Vaccinating 46% Of Haiti’s Population Could Control Cholera Epidemic, Study Concludes

“Vaccinating fewer than half of Haiti’s population of 10 million should brake a cholera epidemic that has claimed nearly 8,000 lives and made more than 635,000 people ill, scientists said Thursday,” Agence France-Presse reports. “Using a mathematical model, scientists in the United States determined that vaccination coverage of 46 percent of the population would ‘suppress transmission,'” the news agency writes (1/10). “In the current debate on the use of cholera vaccines … our results suggest that moderate cholera vaccine coverage would be an important element of disease control in Haiti,” the research team wrote in the journal Scientific Reports (Mukandavire et al., 1/10). Study author J. Glenn Morris, director of the University of Florida’s Emerging Pathogens Institute, “points to the ‘herd immunity’ concept — which proposes that immunizing a significant portion of a population breaks a chain of infection — in support of the efficacy of less than universal vaccination,” according to a University of Florida press release (1/10).
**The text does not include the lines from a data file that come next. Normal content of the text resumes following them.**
// src/ingest/types.rs
use chrono::{DateTime, Duration, Utc};
use serde::{Deserialize, Serialize};

use crate::model::Category;

/// Candidate article as delivered by a news provider, after text normalization.
#[derive(Debug, Clone, Serialize, Deserialize, PartialEq, Eq)]
pub struct RawArticle {
    pub title: String,
    pub description: Option<String>,
    pub content: Option<String>,
    pub published_at: DateTime<Utc>,
    pub source_name: String,
    pub image_url: Option<String>,
    pub url: String,
    /// Tag supplied by the provider (e.g. the category the query was issued for).
    pub category: Option<Category>,
}

impl RawArticle {
    /// Description, or body when the provider sent no description.
    pub fn summary_text(&self) -> &str {
        self.description
            .as_deref()
            .filter(|d| !d.is_empty())
            .or(self.content.as_deref())
            .unwrap_or_default()
    }
}

#[derive(Debug, thiserror::Error)]
pub enum SourceError {
    #[error("request timed out after {0:?}")]
    Timeout(std::time::Duration),
    #[error("rate limited by provider")]
    RateLimited,
    #[error("provider returned HTTP {0}")]
    Status(u16),
    #[error("provider reported error: {0}")]
    Provider(String),
    #[error("malformed payload: {0}")]
    Malformed(String),
    #[error("missing api key")]
    MissingKey,
    #[error("transport error: {0}")]
    Transport(String),
}

#[async_trait::async_trait]
pub trait ArticleSource: Send + Sync {
    /// Fetch recent candidates for `category`, no older than `window`.
    async fn fetch(
        &self,
        category: Category,
        window: Duration,
    ) -> Result<Vec<RawArticle>, SourceError>;
    fn name(&self) -> &'static str;
}
// src/ingest/mod.rs
pub mod queries;
pub mod sources;
pub mod types;

use crate::classify::CategoryClassifier;
use crate::ingest::types::{ArticleSource, RawArticle};
use crate::model::Category;
use chrono::{DateTime, Duration, Utc};
use metrics::{counter, describe_counter};
use once_cell::sync::OnceCell;
use std::collections::HashSet;

/// Titles at least this similar (normalized Levenshtein) count as duplicates.
const NEAR_DUPLICATE_SIMILARITY: f64 = 0.9;
const MAX_TEXT_CHARS: usize = 4000;

/// One-time metrics registration (so series show up on /metrics).
fn ensure_metrics_described() {
    static ONCE: OnceCell<()> = OnceCell::new();
    ONCE.get_or_init(|| {
        describe_counter!(
            "source_fetched_total",
            "Articles returned by the news provider."
        );
        describe_counter!(
            "source_errors_total",
            "Soft failures of the news provider (timeout, rate limit, bad payload)."
        );
        describe_counter!(
            "source_dropped_total",
            "Candidates dropped as stale, untagged for this category, or duplicate."
        );
    });
}

/// Normalize provider text: decode entities, strip tags and truncation markers,
/// straighten quotes, collapse whitespace.
pub fn normalize_text(s: &str) -> String {
    // 1) HTML entity decode
    let mut out = html_escape::decode_html_entities(s).to_string();

    // 2) Strip HTML tags
    static RE_TAGS: OnceCell<regex::Regex> = OnceCell::new();
    let re_tags = RE_TAGS.get_or_init(|| regex::Regex::new(r"(?is)</?[^>]+>").unwrap());
    out = re_tags.replace_all(&out, "").to_string();

    // 3) NewsAPI body truncation marker: "… [+1234 chars]"
    static RE_TRUNC: OnceCell<regex::Regex> = OnceCell::new();
    let re_trunc = RE_TRUNC.get_or_init(|| regex::Regex::new(r"\s*\[\+\d+ chars\]\s*$").unwrap());
    out = re_trunc.replace(&out, "").to_string();

    // 4) Normalize “ ” ‘ ’ « » to ASCII quotes
    out = out
        .replace(['\u{201C}', '\u{201D}', '\u{00AB}', '\u{00BB}'], "\"")
        .replace(['\u{2018}', '\u{2019}'], "'");

    // 5) Collapse whitespace
    static RE_WS: OnceCell<regex::Regex> = OnceCell::new();
    let re_ws = RE_WS.get_or_init(|| regex::Regex::new(r"\s+").unwrap());
    out = re_ws.replace_all(&out, " ").trim().to_string();

    if out.chars().count() > MAX_TEXT_CHARS {
        out = out.chars().take(MAX_TEXT_CHARS).collect();
    }
    out
}

fn title_key(title: &str) -> String {
    title.trim().to_lowercase()
}

/// Turn a provider batch into the candidate list for one category:
/// drop stale and foreign-category articles, collapse duplicates,
/// order by recency (newest first) and cap at `max`.
pub fn prepare_candidates(
    now: DateTime<Utc>,
    raw: Vec<RawArticle>,
    category: Category,
    window: Duration,
    classifier: &CategoryClassifier,
    max: usize,
) -> Vec<RawArticle> {
    ensure_metrics_described();
    let cutoff = now - window;
    let total = raw.len();

    let mut fresh: Vec<RawArticle> = raw
        .into_iter()
        .filter(|a| a.published_at >= cutoff)
        .filter_map(|mut a| {
            if a.category.is_none() {
                a.category = classifier.classify(&a);
            }
            match a.category {
                Some(c) if c != category => None,
                _ => Some(a),
            }
        })
        .collect();
    fresh.sort_by(|a, b| b.published_at.cmp(&a.published_at));

    let mut seen: HashSet<String> = HashSet::new();
    let mut kept: Vec<RawArticle> = Vec::with_capacity(fresh.len().min(max));
    for a in fresh {
        let key = title_key(&a.title);
        if !seen.insert(key.clone()) {
            continue;
        }
        let near_dup = kept.iter().any(|k| {
            strsim::normalized_levenshtein(&title_key(&k.title), &key) >= NEAR_DUPLICATE_SIMILARITY
        });
        if near_dup {
            continue;
        }
        kept.push(a);
        if kept.len() >= max {
            break;
        }
    }

    let dropped = total.saturating_sub(kept.len());
    if dropped > 0 {
        counter!("source_dropped_total", "category" => category.as_str()).increment(dropped as u64);
    }
    kept
}

/// Fetch from `source`, converting any error into an empty batch (soft failure).
pub async fn fetch_candidates(
    source: &dyn ArticleSource,
    category: Category,
    window: Duration,
) -> Vec<RawArticle> {
    ensure_metrics_described();
    match source.fetch(category, window).await {
        Ok(v) => {
            counter!("source_fetched_total", "category" => category.as_str())
                .increment(v.len() as u64);
            tracing::debug!(
                target: "ingest",
                category = %category,
                provider = source.name(),
                count = v.len(),
                "fetched candidates"
            );
            v
        }
        Err(e) => {
            tracing::warn!(
                target: "ingest",
                error = %e,
                category = %category,
                provider = source.name(),
                "provider error, treating category as empty"
            );
            counter!("source_errors_total", "category" => category.as_str()).increment(1);
            Vec::new()
        }
    }
}
// src/model.rs
//! Core value types shared by the scheduler, cache, pipeline and HTTP layer.

use chrono::{DateTime, Utc};
use serde::{Deserialize, Serialize};
use std::fmt;
use std::str::FromStr;

/// Paragraph separator used inside `Story::content`.
pub const PARAGRAPH_BREAK: &str = "\n\n";

/// Topic tag. Declaration order is the classifier tie-break order.
#[derive(Debug, Clone, Copy, PartialEq, Eq, Hash, PartialOrd, Ord, Serialize, Deserialize)]
#[serde(rename_all = "lowercase")]
pub enum Category {
    Tech,
    Finance,
    Science,
    Health,
    Ai,
}

impl Category {
    pub const ALL: [Category; 5] = [
        Category::Tech,
        Category::Finance,
        Category::Science,
        Category::Health,
        Category::Ai,
    ];

    pub fn as_str(self) -> &'static str {
        match self {
            Category::Tech => "tech",
            Category::Finance => "finance",
            Category::Science => "science",
            Category::Health => "health",
            Category::Ai => "ai",
        }
    }
}

impl fmt::Display for Category {
    fn fmt(&self, f: &mut fmt::Formatter<'_>) -> fmt::Result {
        f.write_str(self.as_str())
    }
}

impl FromStr for Category {
    type Err = UnknownTag;

    fn from_str(s: &str) -> Result<Self, Self::Err> {
        Category::ALL
            .into_iter()
            .find(|c| c.as_str().eq_ignore_ascii_case(s.trim()))
            .ok_or_else(|| UnknownTag(s.to_string()))
    }
}

/// A named daily publication window. Ordered by time of day.
#[derive(Debug, Clone, Copy, PartialEq, Eq, Hash, PartialOrd, Ord, Serialize, Deserialize)]
pub enum TimeSlot {
    #[serde(rename = "10AM")]
    Morning,
    #[serde(rename = "3PM")]
    Afternoon,
    #[serde(rename = "8PM")]
    Evening,
}

impl TimeSlot {
    pub const ALL: [TimeSlot; 3] = [TimeSlot::Morning, TimeSlot::Afternoon, TimeSlot::Evening];

    pub fn as_str(self) -> &'static str {
        match self {
            TimeSlot::Morning => "10AM",
            TimeSlot::Afternoon => "3PM",
            TimeSlot::Evening => "8PM",
        }
    }

    /// Position in `ALL`; used to index per-slot configuration.
    pub fn index(self) -> usize {
        match self {
            TimeSlot::Morning => 0,
            TimeSlot::Afternoon => 1,
            TimeSlot::Evening => 2,
        }
    }
}

impl fmt::Display for TimeSlot {
    fn fmt(&self, f: &mut fmt::Formatter<'_>) -> fmt::Result {
        f.write_str(self.as_str())
    }
}

impl FromStr for TimeSlot {
    type Err = UnknownTag;

    fn from_str(s: &str) -> Result<Self, Self::Err> {
        TimeSlot::ALL
            .into_iter()
            .find(|t| t.as_str().eq_ignore_ascii_case(s.trim()))
            .ok_or_else(|| UnknownTag(s.to_string()))
    }
}

#[derive(Debug, Clone, PartialEq, Eq, thiserror::Error)]
#[error("unrecognized tag `{0}`")]
pub struct UnknownTag(pub String);

/// One rewritten, categorized news item.
#[derive(Debug, Clone, PartialEq, Eq, Serialize, Deserialize)]
#[serde(rename_all = "camelCase")]
pub struct Story {
    pub id: String,
    pub timestamp: DateTime<Utc>,
    pub category: Category,
    pub headline: String,
    pub content: String,
    pub source: String,
    pub image: String,
    pub original_url: String,
}

impl Story {
    pub fn paragraphs(&self) -> Vec<&str> {
        self.content
            .split(PARAGRAPH_BREAK)
            .map(str::trim)
            .filter(|p| !p.is_empty())
            .collect()
    }
}

/// The finished bundle of stories for one (date, slot).
#[derive(Debug, Clone, PartialEq, Eq, Serialize, Deserialize)]
pub struct TimeBlock {
    pub time: TimeSlot,
    pub date: String,
    pub stories: Vec<Story>,
}
// src/api.rs
//! Thin HTTP surface over the ingestion pipeline.

use std::sync::Arc;

use chrono::{DateTime, Utc};
use serde::{Deserialize, Serialize};
use serde_json::json;
use shuttle_axum::axum::{
    extract::{Query, State},
    http::{HeaderValue, StatusCode},
    response::{IntoResponse, Response},
    routing::get,
    Json, Router,
};
use tower_http::cors::CorsLayer;

use crate::model::{TimeBlock, TimeSlot};
use crate::pipeline::{IngestionPipeline, ServedFrom};

/// Response header telling whether `/news` was served from cache.
pub const SLOT_CACHE_HEADER: &str = "x-slot-cache";

pub type Clock = Arc<dyn Fn() -> DateTime<Utc> + Send + Sync>;

#[derive(Clone)]
pub struct AppState {
    pub pipeline: Arc<IngestionPipeline>,
    clock: Clock,
}

impl AppState {
    pub fn new(pipeline: Arc<IngestionPipeline>) -> Self {
        Self {
            pipeline,
            clock: Arc::new(Utc::now),
        }
    }

    /// Same state with a fixed or scripted notion of "now".
    pub fn with_clock(mut self, clock: Clock) -> Self {
        self.clock = clock;
        self
    }

    fn now(&self) -> DateTime<Utc> {
        (self.clock)()
    }
}

pub fn router(state: AppState) -> Router {
    Router::new()
        .route("/health", get(|| async { "OK" }))
        .route("/news", get(news))
        .route("/news/today", get(today))
        .route("/slots", get(slots))
        .layer(CorsLayer::very_permissive())
        .with_state(state)
}

#[derive(Deserialize)]
#[serde(rename_all = "camelCase")]
struct NewsQuery {
    time_slot: Option<String>,
    // kept as text so a malformed flag reads as "false" instead of a 400
    force: Option<String>,
}

#[derive(Serialize)]
struct NewsOk<'a> {
    status: &'static str,
    #[serde(flatten)]
    block: &'a TimeBlock,
}

fn error_response(code: StatusCode, error: impl Into<String>, details: Option<String>) -> Response {
    let mut body = json!({ "status": "error", "error": error.into() });
    if let Some(d) = details {
        body["details"] = d.into();
    }
    (code, Json(body)).into_response()
}

fn parse_flag(v: Option<&str>) -> bool {
    matches!(
        v.map(|s| s.trim().to_ascii_lowercase()).as_deref(),
        Some("1" | "true" | "yes")
    )
}

async fn news(State(state): State<AppState>, Query(q): Query<NewsQuery>) -> Response {
    let Some(raw) = q.time_slot.as_deref().filter(|s| !s.trim().is_empty()) else {
        return error_response(StatusCode::BAD_REQUEST, "timeSlot is required (10AM, 3PM or 8PM)", None);
    };
    let slot: TimeSlot = match raw.parse() {
        Ok(s) => s,
        Err(_) => {
            return error_response(
                StatusCode::BAD_REQUEST,
                format!("invalid timeSlot '{raw}', expected 10AM, 3PM or 8PM"),
                None,
            )
        }
    };
    let force = parse_flag(q.force.as_deref());

    let now = state.now();
    let scheduler = state.pipeline.scheduler();
    if !scheduler.is_slot_open(slot, now) {
        return error_response(
            StatusCode::NOT_FOUND,
            format!("time slot {slot} is not available yet"),
            None,
        );
    }

    let date = scheduler.date_key(now);
    match state.pipeline.get_or_refresh_for(&date, slot, now, force).await {
        Ok(served) => {
            let marker = match served.from {
                ServedFrom::Cache => "HIT",
                ServedFrom::Refresh => "MISS",
                ServedFrom::Joined => "JOINED",
            };
            let mut resp = Json(NewsOk {
                status: "success",
                block: &served.block,
            })
            .into_response();
            resp.headers_mut()
                .insert(SLOT_CACHE_HEADER, HeaderValue::from_static(marker));
            resp
        }
        Err(e) => {
            tracing::error!(target: "api", date = %date, slot = %slot, error = %e, "news request failed");
            error_response(
                StatusCode::INTERNAL_SERVER_ERROR,
                "failed to load news",
                Some(e.to_string()),
            )
        }
    }
}

#[derive(Serialize)]
#[serde(rename_all = "camelCase")]
struct TodayOut {
    status: &'static str,
    date: String,
    time_blocks: Vec<TimeBlock>,
}

/// All of today's open slots; slots that fail to load are omitted.
async fn today(State(state): State<AppState>) -> Json<TodayOut> {
    let now = state.now();
    let time_blocks = state.pipeline.available_blocks(now).await;
    Json(TodayOut {
        status: "success",
        date: state.pipeline.scheduler().date_key(now),
        time_blocks,
    })
}

#[derive(Serialize)]
#[serde(rename_all = "camelCase")]
struct SlotInfo {
    time: TimeSlot,
    hour: u32,
    open: bool,
    due_for_refresh: bool,
}

#[derive(Serialize)]
#[serde(rename_all = "camelCase")]
struct SlotsOut {
    date: String,
    always_open: bool,
    next: TimeSlot,
    slots: Vec<SlotInfo>,
}

async fn slots(State(state): State<AppState>) -> Json<SlotsOut> {
    let now = state.now();
    let s = state.pipeline.scheduler();
    Json(SlotsOut {
        date: s.date_key(now),
        always_open: s.always_open(),
        next: s.next_slot(now),
        slots: TimeSlot::ALL
            .into_iter()
            .map(|t| SlotInfo {
                time: t,
                hour: s.slot_hour(t),
                open: s.is_slot_open(t, now),
                due_for_refresh: s.is_due_for_refresh(t, now),
            })
            .collect(),
    })
}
“The recently developed mathematical model might serve to settle or, at least, voice a compromise in an international debate over whether Haiti should vaccinate its population or clean up its sanitation systems to stave off the epidemic,” the Gainesville Sun reports (Crane, 1/10). According to AFP, the researchers said “vaccination must be combined with programs to improve water quality.” The news agency adds, “Talks between the Haitian health ministry, the WHO and Pan-American Health Organization on launching a vaccination campaign ‘are taking place, but nothing has been agreed yet,’ the WHO said in response to an email query from AFP” (1/10). In a related story, the U.N. released preliminary results from the Haiti Demographic and Health Survey, which show “substantial progress for children there in the education, nutrition, health, and sanitation sectors since 2006,” according to the U.N. News Centre (1/10).